There was a lot that she didn’t wish to speak of. There were the things that she didn’t want to remember. She felt that everyone had those item in their past and that she shouldn’t be chastised for it.
“I don’t know,” he replied. “People don’t balance well on pedestals. I’m afraid that your perfect picture only exists in your mind. If you jar your memory a little, you may find that nothing is perfect. Not even your sainted husband. If so, he was the first perfect man I ever heard of. Why don’t you tell me about the real Dmitri?”
Talia was insulted. “He was perfect. You didn’t know him. I wasn’t good enough for him. It’s intimidating to live with a great mind.”
“Whatever he was selling, you apparently bought hook, line and sinker.”
“What the hell is that supposed to mean!”
“From what you just said, it sounds like he made you feel like an idiot.”
“I did feel like an idiot sometimes, but you don’t understand,” she explained. “Dmitri was a genius. He was ahead of his time. He knew how to make the world a better place, bridging the giant gaps between rich and poor. He wanted everyone to have a job. He wanted to make the world a perfect place.”
He instantly realized that Dmitri was a cult of personality. She had bought into every egomaniacal thought he threw her way and never even realized it. She was the disciple who believed every word he said. He never expected this of the stubborn, independent woman he met in New York.

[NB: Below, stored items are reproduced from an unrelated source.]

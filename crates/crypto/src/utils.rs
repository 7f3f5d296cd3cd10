//! Depth and capacity arithmetic shared by trees and queues.

/// `arity^depth`, saturating at `u128::MAX`.
pub(crate) fn capacity(arity: usize, depth: usize) -> u128 {
    u32::try_from(depth)
        .ok()
        .and_then(|depth| (arity as u128).checked_pow(depth))
        .unwrap_or(u128::MAX)
}

/// Smallest `depth >= 1` such that `hash_length^depth >= num_leaves`.
pub fn calc_depth_from_num_leaves(hash_length: usize, num_leaves: u64) -> usize {
    let mut depth = 1;
    while capacity(hash_length, depth) < u128::from(num_leaves) {
        depth += 1;
    }
    depth
}
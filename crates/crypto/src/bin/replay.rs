//! Replays recorded AccQueue events and prints the resulting roots.

use std::env;
use std::process::ExitCode;

use anyhow::Context;
use maci_crypto::replay::ReplayFile;
use tracing_subscriber::{layer::SubscriberExt, util::SubscriberInitExt};

fn main() -> anyhow::Result<ExitCode> {
    tracing_subscriber::registry()
        .with(tracing_subscriber::EnvFilter::new(
            std::env::var("RUST_LOG").unwrap_or_else(|_| "info".into()),
        ))
        .with(tracing_subscriber::fmt::layer())
        .init();

    let args: Vec<String> = env::args().collect();

    if args.len() < 2 || args.contains(&"--help".to_string()) {
        print_usage();
        return Ok(ExitCode::SUCCESS);
    }

    let replay = ReplayFile::load(&args[1])?;
    let report = replay
        .run()
        .with_context(|| format!("Replay of {} failed", args[1]))?;

    println!("AccQueue replay");
    println!("===============");
    println!("Leaves:          {}", report.num_leaves);
    println!("Subtrees:        {}", report.num_subtrees);
    println!("SRT depth:       {}", report.srt_depth);
    println!("Merge calls:     {}", report.merge_calls);
    println!("SRT root:        {}", report.small_srt_root);
    println!("Main root:       {}", report.main_root);
    println!("Direct root:     {}", report.direct_root);

    if !report.roots_match() {
        tracing::error!("merge and merge_direct disagree");
        return Ok(ExitCode::FAILURE);
    }
    Ok(ExitCode::SUCCESS)
}

fn print_usage() {
    println!("aq-replay - Recompute AccQueue roots from recorded events");
    println!();
    println!("USAGE:");
    println!("    aq-replay <REPLAY_FILE>");
    println!();
    println!("OPTIONS:");
    println!("    --help        Print this help message");
    println!();
    println!("REPLAY FILE (JSON):");
    println!("    queue        {{ \"sub_depth\", \"hash_length\", \"zero_value\" }}");
    println!("    hasher       \"poseidon\" (default) or \"sha256\"");
    println!("    leaves       Field elements as decimal strings");
    println!("    batches      Subroots queued per merge_sub_roots call");
    println!("    main_depth   Depth of the main root");
    println!();
    println!("Set RUST_LOG=debug to trace subtree completion and merges.");
}
//! Construction parameters for trees and queues.

use serde::{Deserialize, Serialize};

use crate::acc_queue::AccQueue;
use crate::error::Result;
use crate::field::{FieldElement, NOTHING_UP_MY_SLEEVE};
use crate::hashing::{Arity, HashFunction};
use crate::quin_tree::MerkleTree;

/// Configuration for an [`AccQueue`].
#[derive(Clone, Debug, PartialEq, Eq, Serialize, Deserialize)]
pub struct QueueConfig {
    /// Depth of each subtree
    pub sub_depth: usize,
    /// Leaves per node, 2 or 5
    pub hash_length: Arity,
    /// Value of an empty leaf
    #[serde(default)]
    pub zero_value: FieldElement,
}

impl Default for QueueConfig {
    fn default() -> Self {
        Self::message_queue()
    }
}

impl QueueConfig {
    /// Queue of published messages: quinary, padded with
    /// [`NOTHING_UP_MY_SLEEVE`].
    pub fn message_queue() -> Self {
        Self {
            sub_depth: 2,
            hash_length: Arity::Quinary,
            zero_value: NOTHING_UP_MY_SLEEVE,
        }
    }

    /// Queue of signups: binary, zero padded.
    pub fn state_queue() -> Self {
        Self {
            sub_depth: 2,
            hash_length: Arity::Binary,
            zero_value: FieldElement::zero(),
        }
    }

    pub fn build<H: HashFunction>(&self, hasher: H) -> Result<AccQueue<H>> {
        AccQueue::new(
            self.sub_depth,
            self.hash_length.width(),
            self.zero_value,
            hasher,
        )
    }
}

/// Configuration for a [`MerkleTree`].
#[derive(Clone, Debug, PartialEq, Eq, Serialize, Deserialize)]
pub struct TreeConfig {
    pub depth: usize,
    pub arity: Arity,
    #[serde(default)]
    pub zero_value: FieldElement,
}

impl Default for TreeConfig {
    fn default() -> Self {
        Self {
            depth: 10,
            arity: Arity::Binary,
            zero_value: FieldElement::zero(),
        }
    }
}

impl TreeConfig {
    /// Per-voter vote option tree.
    pub fn vote_option_tree(depth: usize) -> Self {
        Self {
            depth,
            arity: Arity::Quinary,
            zero_value: FieldElement::zero(),
        }
    }

    pub fn build<H: HashFunction>(&self, hasher: H) -> Result<MerkleTree<H>> {
        MerkleTree::new(self.depth, self.zero_value, self.arity.width(), hasher)
    }
}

“Did you believe in everything that he believed in?” he asked.
“I sometimes thought that his ideals were radical,” she sniffed. “He thought I was too conservative. He said radical change is the only real change. He thought like a revolutionary. It was the Russian in him.”
“Was he a Socialist? Maybe a Communist? Maybe even a Fascist? Totalitarian favorable?”
“Of course not!” she snapped. “Why would he believe in anything that his own country and the rest of the world had proven couldn’t work?”
“What you said made him sound like some sort of revolutionary.”
Talia never realized that Dmitri’s ideals sounded so unrealistic and utopian. “I never thought about it. He liked to be in control. I thought he leaned toward a hierarchy, and that does sound utopian. I don’t know what to think now.”
“He liked to be in control, yes?” he asked.
“He had trouble with authority,” she remembered. “He threw himself into his work, but he hated listening to his father. He had to be right and didn’t like to be told what to do. It made him crazy.”
“Did the two of you fight over control?”
“Sometimes,” she remembered. “We argued about Anya the day he left. I wanted her to be a free thinker, but he thought that she should only believe what he believed.”
“That’s a big issue. Who won that fight?”
“It wasn’t a fight. It was an argument. And no one. It was the last argument we ever had,” she replied. “We never resolved it, because he got called away to work and ended up dead. I felt bad. All he really wanted was for his little girl to look up to him. I never should have argued that. Yelling at each other is the last memory I have of my husband. Such a waste.”
“I’m sorry. I thought that understanding your relationship could help me help you with your dream. There has to be a reason for that dream. Looking back is typically the best way to sort it out.” He noticed her fidgeting with the ring on her right hand throughout the conversation. It was a gold band with blue birds painted on it. “That’s a beautiful ring. Is it special to you?”
“Yes it is special. It’s my wedding ring.”
“It’s beautiful. I didn’t realize. It’s on your right hand.”
“In the Uniate Church they wear them on their right hands,” she said. “It’s a Ukrainian tradition.”
“You mean he wasn’t Russian Orthodox? How can that be? He’s from Russia.”
“His family ties to Ukraine are stronger,” she replied. “That’s where Eduard and his mother, Anya, are from. You knew that.”
“Why does everything circle back to Ukraine?” he thought.